Collected data
BEGIN
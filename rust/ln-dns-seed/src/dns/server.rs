//! UDP DNS Server
//!
//! Receives datagrams and answers each one on its own task.

use std::net::SocketAddr;
use std::sync::Arc;
use std::time::Duration;
use tokio::net::UdpSocket;
use tracing::{debug, error, info};

use crate::dns::SeedDnsHandler;

/// Largest request datagram we read
const DNS_MAX_PACKET_SIZE: usize = 4096;

/// Pause after a receive error before reading again
const RECV_ERROR_BACKOFF: Duration = Duration::from_millis(100);

/// DNS server bound to a UDP socket
pub struct DnsServer {
    socket: Arc<UdpSocket>,
    handler: Arc<SeedDnsHandler>,
}

impl DnsServer {
    /// Bind the UDP socket. Failing here is fatal for the seed.
    pub async fn bind(addr: SocketAddr, handler: Arc<SeedDnsHandler>) -> std::io::Result<Self> {
        let socket = UdpSocket::bind(addr).await?;

        Ok(Self {
            socket: Arc::new(socket),
            handler,
        })
    }

    pub fn local_addr(&self) -> std::io::Result<SocketAddr> {
        self.socket.local_addr()
    }

    /// Serve until the task is dropped
    pub async fn run(self) -> anyhow::Result<()> {
        info!(
            "🌐 DNS server listening on {} for {}",
            self.local_addr()?,
            self.handler.domain()
        );

        let mut buf = vec![0u8; DNS_MAX_PACKET_SIZE];
        loop {
            match self.socket.recv_from(&mut buf).await {
                Ok((len, src)) => {
                    let request = buf[..len].to_vec();
                    let handler = self.handler.clone();
                    let socket = self.socket.clone();

                    tokio::spawn(async move {
                        let Some(response) = handler.handle_datagram(&request) else {
                            return;
                        };
                        if let Err(e) = socket.send_to(&response, src).await {
                            debug!("DNS reply to {} failed: {}", src, e);
                        }
                    });
                }
                Err(e) => {
                    // ICMP errors from earlier replies surface here on some
                    // platforms; the socket itself is still usable.
                    error!("DNS socket error: {}", e);
                    tokio::time::sleep(RECV_ERROR_BACKOFF).await;
                }
            }
        }
    }
}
END
### HOW TO COMPLETE THIS TASK
State the number of lines in the records that include "response", and write nothing else.

### ANSWER
2